Al venerado hermano 
Cardenal Laurent Monsengwo Pasinya 
Arzobispo de Kinshasa

Al final de la semana de ejercicios espirituales durante los cuales usted propuso las meditaciones sobre el tema de la comunión con Dios, deseo expresarle, venerado hermano, mi cordial gratitud por el valioso servicio que nos prestó a mí y a mis colaboradores.
Comentando algunos pasajes de la primera Carta de san Juan, usted nos guió en un itinerario de redescubrimiento del misterio de comunión en el que estamos insertados desde nuestro Bautismo. También gracias a este recorrido que usted marcó sabiamente, el silencio y la oración de estos días, de modo especial la adoración eucarística, estuvieron impregnados de profundo agradecimiento a Dios por el «gran amor» (1 Jn 3, 1) que nos ha dado y con el que nos ha unido a sí mismo en una relación filial, que desde ahora constituye nuestra más profunda realidad y que se manifestará plenamente cuando «al contemplarlo (…) seremos (…) semejantes a [él]» (Misal romano, Plegaria eucarística III).

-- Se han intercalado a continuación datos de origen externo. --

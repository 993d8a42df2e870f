//! Wire envelopes: the per-hop message contract.
//!
//! Every hop carries an opaque payload plus a fixed header set that encodes
//! all process state. Outbound, headers are built as a typed
//! [`EnvelopeHeaders`] and flattened to a string-keyed map for the broker;
//! inbound, the raw map is parsed back defensively. Malformed messages are a
//! dispatch concern (warn and drop), never a panic.

use miette::Diagnostic;
use rustc_hash::FxHashMap;
use serde::{Deserialize, Serialize};
use serde_json::{Value, json};
use thiserror::Error;

use crate::types::EventType;

/// Wire names of the envelope headers.
pub mod header_names {
    pub const CORRELATION_ID: &str = "CORRELATION_ID";
    pub const PROCESS_NAME: &str = "PROCESS_NAME";
    pub const EVENT_TYPE: &str = "EVENT_TYPE";
    pub const STEP_NAME: &str = "STEP_NAME";
    pub const SOURCE: &str = "SOURCE";
    pub const TARGET_EVENT: &str = "TARGET_EVENT";
    pub const START_TIME: &str = "START_TIME";
    pub const START_INSTANCE_TIME: &str = "START_INSTANCE_TIME";
    pub const API_KEY: &str = "API_KEY";
}

/// Typed form of the per-hop headers.
///
/// Fully determined by (descriptor, context, routing mode) except
/// `start_time`, which is sampled from the wall clock when the envelope is
/// built.
#[derive(Clone, Debug, Serialize, Deserialize, PartialEq, Eq)]
pub struct EnvelopeHeaders {
    pub correlation_id: String,
    pub process: String,
    pub event_type: EventType,
    pub step_name: String,
    /// Input event name(s) of the producing step.
    pub source: Vec<String>,
    /// Output event name this message announces; downstream dispatch matches
    /// declared inputs against it.
    pub target_event: String,
    /// Epoch millis, per step.
    pub start_time: i64,
    /// Epoch millis, per process instance.
    pub instance_start_time: i64,
    #[serde(skip_serializing_if = "Option::is_none")]
    pub api_key: Option<String>,
}

/// Errors produced while parsing an inbound header map.
#[derive(Debug, Error, Diagnostic)]
pub enum HeaderError {
    #[error("missing header: {name}")]
    #[diagnostic(code(choreo::envelope::missing_header))]
    Missing { name: &'static str },

    #[error("malformed header {name}: {found}")]
    #[diagnostic(code(choreo::envelope::malformed_header))]
    Malformed { name: &'static str, found: String },
}

impl EnvelopeHeaders {
    /// Flatten into the string-keyed map carried on the wire.
    pub fn to_wire(&self) -> FxHashMap<String, Value> {
        let mut map = FxHashMap::default();
        map.insert(
            header_names::CORRELATION_ID.to_string(),
            json!(self.correlation_id),
        );
        map.insert(header_names::PROCESS_NAME.to_string(), json!(self.process));
        map.insert(
            header_names::EVENT_TYPE.to_string(),
            json!(self.event_type.encode()),
        );
        map.insert(header_names::STEP_NAME.to_string(), json!(self.step_name));
        map.insert(header_names::SOURCE.to_string(), json!(self.source));
        map.insert(
            header_names::TARGET_EVENT.to_string(),
            json!(self.target_event),
        );
        map.insert(header_names::START_TIME.to_string(), json!(self.start_time));
        map.insert(
            header_names::START_INSTANCE_TIME.to_string(),
            json!(self.instance_start_time),
        );
        if let Some(key) = &self.api_key {
            map.insert(header_names::API_KEY.to_string(), json!(key));
        }
        map
    }

    /// Parse the wire map back into typed headers.
    ///
    /// `SOURCE` tolerates both a JSON array and a bare string, since
    /// single-input producers are the common case on other stacks.
    pub fn from_wire(map: &FxHashMap<String, Value>) -> Result<Self, HeaderError> {
        let event_type_raw = require_str(map, header_names::EVENT_TYPE)?;
        let event_type =
            EventType::decode(event_type_raw).ok_or_else(|| HeaderError::Malformed {
                name: header_names::EVENT_TYPE,
                found: event_type_raw.to_string(),
            })?;

        let source = match map.get(header_names::SOURCE) {
            Some(Value::Array(items)) => items
                .iter()
                .filter_map(Value::as_str)
                .map(str::to_string)
                .collect(),
            Some(Value::String(s)) => vec![s.clone()],
            Some(other) => {
                return Err(HeaderError::Malformed {
                    name: header_names::SOURCE,
                    found: other.to_string(),
                });
            }
            None => Vec::new(),
        };

        Ok(Self {
            correlation_id: require_str(map, header_names::CORRELATION_ID)?.to_string(),
            process: require_str(map, header_names::PROCESS_NAME)?.to_string(),
            event_type,
            step_name: require_str(map, header_names::STEP_NAME)?.to_string(),
            source,
            target_event: require_str(map, header_names::TARGET_EVENT)?.to_string(),
            start_time: require_i64(map, header_names::START_TIME)?,
            instance_start_time: require_i64(map, header_names::START_INSTANCE_TIME)?,
            api_key: map
                .get(header_names::API_KEY)
                .and_then(Value::as_str)
                .map(str::to_string),
        })
    }
}

fn require_str<'a>(
    map: &'a FxHashMap<String, Value>,
    name: &'static str,
) -> Result<&'a str, HeaderError> {
    match map.get(name) {
        Some(Value::String(s)) => Ok(s),
        Some(other) => Err(HeaderError::Malformed {
            name,
            found: other.to_string(),
        }),
        None => Err(HeaderError::Missing { name }),
    }
}

fn require_i64(map: &FxHashMap<String, Value>, name: &'static str) -> Result<i64, HeaderError> {
    match map.get(name) {
        Some(value) => value.as_i64().ok_or_else(|| HeaderError::Malformed {
            name,
            found: value.to_string(),
        }),
        None => Err(HeaderError::Missing { name }),
    }
}

/// A message built for publication: prefixed topic, partition key, typed
/// headers, opaque payload. Built fresh per publish; nothing mutable leaks
/// across envelopes.
#[derive(Clone, Debug, PartialEq)]
pub struct OutboundEnvelope {
    /// Namespace-prefixed topic.
    pub topic: String,
    /// Partition/routing key; always the correlation id.
    pub key: String,
    pub headers: EnvelopeHeaders,
    pub payload: Value,
}

/// A message as delivered by the broker: raw headers, unparsed.
#[derive(Clone, Debug, PartialEq)]
pub struct InboundMessage {
    pub topic: String,
    pub key: String,
    pub headers: FxHashMap<String, Value>,
    pub payload: Value,
}

impl InboundMessage {
    /// Parse the raw header map into typed headers.
    pub fn parsed_headers(&self) -> Result<EnvelopeHeaders, HeaderError> {
        EnvelopeHeaders::from_wire(&self.headers)
    }
}

impl From<OutboundEnvelope> for InboundMessage {
    fn from(envelope: OutboundEnvelope) -> Self {
        Self {
            topic: envelope.topic,
            key: envelope.key,
            headers: envelope.headers.to_wire(),
            payload: envelope.payload,
        }
    }
}

#[cfg(test)]
mod tests {
    use super::*;

    fn sample_headers() -> EnvelopeHeaders {
        EnvelopeHeaders {
            correlation_id: "c-1".into(),
            process: "orders".into(),
            event_type: EventType::Task,
            step_name: "reserve-stock".into(),
            source: vec!["order-placed".into()],
            target_event: "stock-reserved".into(),
            start_time: 1_700_000_000_000,
            instance_start_time: 1_699_999_000_000,
            api_key: None,
        }
    }

    #[test]
    fn wire_round_trip() {
        let headers = sample_headers();
        let parsed = EnvelopeHeaders::from_wire(&headers.to_wire()).expect("parse");
        assert_eq!(parsed, headers);
    }

    #[test]
    fn source_accepts_bare_string() {
        let mut wire = sample_headers().to_wire();
        wire.insert(header_names::SOURCE.to_string(), json!("order-placed"));
        let parsed = EnvelopeHeaders::from_wire(&wire).expect("parse");
        assert_eq!(parsed.source, vec!["order-placed".to_string()]);
    }

    #[test]
    fn missing_correlation_id_is_an_error() {
        let mut wire = sample_headers().to_wire();
        wire.remove(header_names::CORRELATION_ID);
        let err = EnvelopeHeaders::from_wire(&wire).expect_err("must fail");
        assert!(matches!(
            err,
            HeaderError::Missing {
                name: header_names::CORRELATION_ID
            }
        ));
    }

    #[test]
    fn unknown_event_type_is_malformed() {
        let mut wire = sample_headers().to_wire();
        wire.insert(header_names::EVENT_TYPE.to_string(), json!("TIMER"));
        let err = EnvelopeHeaders::from_wire(&wire).expect_err("must fail");
        assert!(matches!(err, HeaderError::Malformed { .. }));
    }
}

Un motivo de particular alegría fue para mí poder percibir en su misma presencia, y en su estilo, venerado hermano, el peculiar testimonio de fe de la Iglesia que cree, espera y ama en el continente africano: un patrimonio espiritual que constituye una gran riqueza para todo el pueblo de Dios y para el mundo entero, especialmente en la perspectiva de la nueva evangelización. Como hijo de la Iglesia en África, usted nos hizo experimentar una vez más aquel intercambio de dones que es uno de los aspectos más hermosos de la comunión eclesial, en la que la variedad de las proveniencias geográficas y culturales logra expresarse de manera sinfónica en la unidad del Cuerpo místico.
A la vez que invoco sobre usted, querido hermano, la abundancia de las recompensas divinas y le expreso mis mejores deseos para su arduo ministerio, de corazón le imparto una bendición apostólica especial, que de buen grado extiendo a los sacerdotes y a los fieles encomendados a su solicitud pastoral.